The flora which supports the red scroll are a branch of coffee tree and a stalk of sugarcane. The scroll itself bears the inscription “1660 Paraty 1844” These are the dates that Paraty initially achieved status as a town and then later city status. Above the shield is a crown consisting of five towers, with the center tower emblazoned with a red shield bearing a gold fleur-de-lis, which symbolizes Our Lady of Remedies, the patron saint of the city.


Paraty was founded formally as a town by Portuguese colonizers in 1667, in a region populated by the Guaianás Indians.

The Guaianás people who lived where the city now stands called the entire area “Paraty”. In the Tupi language “Paraty” means “river of fish”. Even today the Brazilian Mullet (Mugil Brasiliensis) still come back to spawn in the rivers that spill into the Bay of Paraty. When the region was colonized by the Portuguese, they adopted the Guaianás name for their new town.

The Gold Trail

After the discovery of the world's richest gold mines in 1696 in the mountains of Minas Gerais, Paraty became an export port for gold to Rio de Janeiro and from there on to Portugal. The ensuing gold rush led to the construction of the "Caminho do Ouro" or "Gold Trail", a 1200 kilometer road, paved in steep areas with large stones, which connected Paraty to Diamantina via Ouro Preto and Tiradentes. Not only was it was used to transport gold to Paraty, but it was also used to convey supplies, miners and African slaves by mule train over the mountains to and from the gold mining areas. Two substantial sections of the Caminho do Ouro have been excavated near Paraty and are now a popular tourist destination for hiking.
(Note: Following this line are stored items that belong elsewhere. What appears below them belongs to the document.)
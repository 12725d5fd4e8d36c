use axum::{
    extract::{Path, State},
    http::StatusCode,
    Json,
};
use tracing::info;
use uuid::Uuid;

use crate::auth::Identity;
use crate::companies::forms::CompanyForm;
use crate::errors::AppError;
use crate::models::company::CompanyRow;
use crate::state::AppState;

/// POST /api/v1/companies
pub async fn handle_create_company(
    State(state): State<AppState>,
    identity: Identity,
    Json(form): Json<CompanyForm>,
) -> Result<(StatusCode, Json<CompanyRow>), AppError> {
    identity.require_tpo()?;
    let fields = form.parse()?;

    let company = sqlx::query_as::<_, CompanyRow>(
        r#"
        INSERT INTO companies
            (id, name, industry, location, website, description, logo, created_by)
        VALUES ($1, $2, $3, $4, $5, $6, $7, $8)
        RETURNING *
        "#,
    )
    .bind(Uuid::new_v4())
    .bind(&fields.name)
    .bind(&fields.industry)
    .bind(&fields.location)
    .bind(&fields.website)
    .bind(&fields.description)
    .bind(&fields.logo)
    .bind(&identity.uid)
    .fetch_one(&state.db)
    .await?;

    info!(company_id = %company.id, by = %identity.uid, "Company added");
    Ok((StatusCode::CREATED, Json(company)))
}

/// GET /api/v1/companies
pub async fn handle_list_companies(
    State(state): State<AppState>,
    _identity: Identity,
) -> Result<Json<Vec<CompanyRow>>, AppError> {
    let companies = sqlx::query_as::<_, CompanyRow>("SELECT * FROM companies ORDER BY name")
        .fetch_all(&state.db)
        .await?;
    Ok(Json(companies))
}

/// GET /api/v1/companies/:id
pub async fn handle_get_company(
    State(state): State<AppState>,
    _identity: Identity,
    Path(id): Path<Uuid>,
) -> Result<Json<CompanyRow>, AppError> {
    let company = sqlx::query_as::<_, CompanyRow>("SELECT * FROM companies WHERE id = $1")
        .bind(id)
        .fetch_optional(&state.db)
        .await?
        .ok_or_else(|| AppError::NotFound(format!("Company {id} not found")))?;
    Ok(Json(company))
}

/// PUT /api/v1/companies/:id
pub async fn handle_update_company(
    State(state): State<AppState>,
    identity: Identity,
    Path(id): Path<Uuid>,
    Json(form): Json<CompanyForm>,
) -> Result<Json<CompanyRow>, AppError> {
    identity.require_tpo()?;
    let fields = form.parse()?;

    let company = sqlx::query_as::<_, CompanyRow>(
        r#"
        UPDATE companies SET
            name = $2, industry = $3, location = $4, website = $5,
            description = $6, logo = $7, updated_at = NOW()
        WHERE id = $1
        RETURNING *
        "#,
    )
    .bind(id)
    .bind(&fields.name)
    .bind(&fields.industry)
    .bind(&fields.location)
    .bind(&fields.website)
    .bind(&fields.description)
    .bind(&fields.logo)
    .fetch_optional(&state.db)
    .await?
    .ok_or_else(|| AppError::NotFound(format!("Company {id} not found")))?;

    Ok(Json(company))
}

/// DELETE /api/v1/companies/:id
pub async fn handle_delete_company(
    State(state): State<AppState>,
    identity: Identity,
    Path(id): Path<Uuid>,
) -> Result<StatusCode, AppError> {
    identity.require_tpo()?;
    let result = sqlx::query("DELETE FROM companies WHERE id = $1")
        .bind(id)
        .execute(&state.db)
        .await?;
    if result.rows_affected() == 0 {
        return Err(AppError::NotFound(format!("Company {id} not found")));
    }

    info!(company_id = %id, by = %identity.uid, "Company deleted");
    Ok(StatusCode::NO_CONTENT)
}
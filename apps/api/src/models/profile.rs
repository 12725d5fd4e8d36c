use chrono::{DateTime, Utc};
use serde::{Deserialize, Serialize};
use sqlx::FromRow;

/// One row per student, keyed by the identity provider's uid.
#[derive(Debug, Clone, PartialEq, Serialize, Deserialize, FromRow)]
pub struct StudentProfile {
    pub uid: String,
    pub name: String,
    pub email: String,
    /// Decimal string as typed or extracted, e.g. "8.75".
    pub cgpa: String,
    pub branch: String,
    pub skills: Vec<String>,
    pub resume_url: Option<String>,
    pub is_placed: bool,
    pub created_at: DateTime<Utc>,
    pub updated_at: DateTime<Utc>,
}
The Gold Trail fell into disuse because of attacks on the gold laden ships bound for Rio de Janeiro by pirates who frequented the islands and coves of the Bay of Angra dos Reis. Eventually a safer overland route from Minas Gerais to Rio de Janeiro was created because of these pirate raids. Finally, the gold itself began to run out in the late 1700s, and Paraty declined.

The Gold Trail was submitted for inclusion on the World Heritage List in August 2004.

Economic Revival

The city's economic activity revived as a port for a new boom, the coffee trade of the Paraiba do Sul River Valley in the early 1800s, until a railway along the valley created cheaper transport to the port of Rio de Janeiro. Another smaller revival came late in the 19th century with the production of cachaça, which is a sugarcane-derived spirit best known today as the basis for Brazil's most famous drink, the caipirinha. The name "Paraty" in that period became synonymous with cachaça. Since then, Paraty has been out of the mainstream, which is why it did not change for centuries, until a paved road was built from Rio de Janeiro to Santos, near São Paulo, in the 1970s. The city then began a new cycle of activity, which transformed a small, almost abandoned town living on very limited economic activity, mainly fishing and agriculture (bananas, manioc, sugarcane]] into a tourism destination.


Paraty is known for the cobblestone-paved streets throughout the Historic Center District. No cars or trucks are allowed in this part of town, only foot traffic or bicycles. Motor vehicles are only allowed in the Historic District on Wednesdays for deliveries. Horses and carts are a very common sight in Paraty and are frequently used all around the city.

Paraty has been able to maintain many of its historic buildings. Much of the architecture of the city has not changed for 250 years or more.


There are four important historic baroque churches in Paraty:

Capela de Santa Rita (Chapel of Saint Rita)

Capela de Santa Rita is the oldest church in Paraty. It was completed in 1722. This was the church of the white elite and freeman, former slaves. It is currently home to the Museum of Sacred Art.

Igreja de Nossa Senhora do Rosário e São Benedito (Church of Our Lady of the Rosary and Saint Benedict)

This church was built and used by Paraty’s African slaves. It dates back to the year 1725. The church has a much simpler, more rustic style than the other three churches in Paraty. Every year in the first week of December the festivities of São Benedito are held in this church.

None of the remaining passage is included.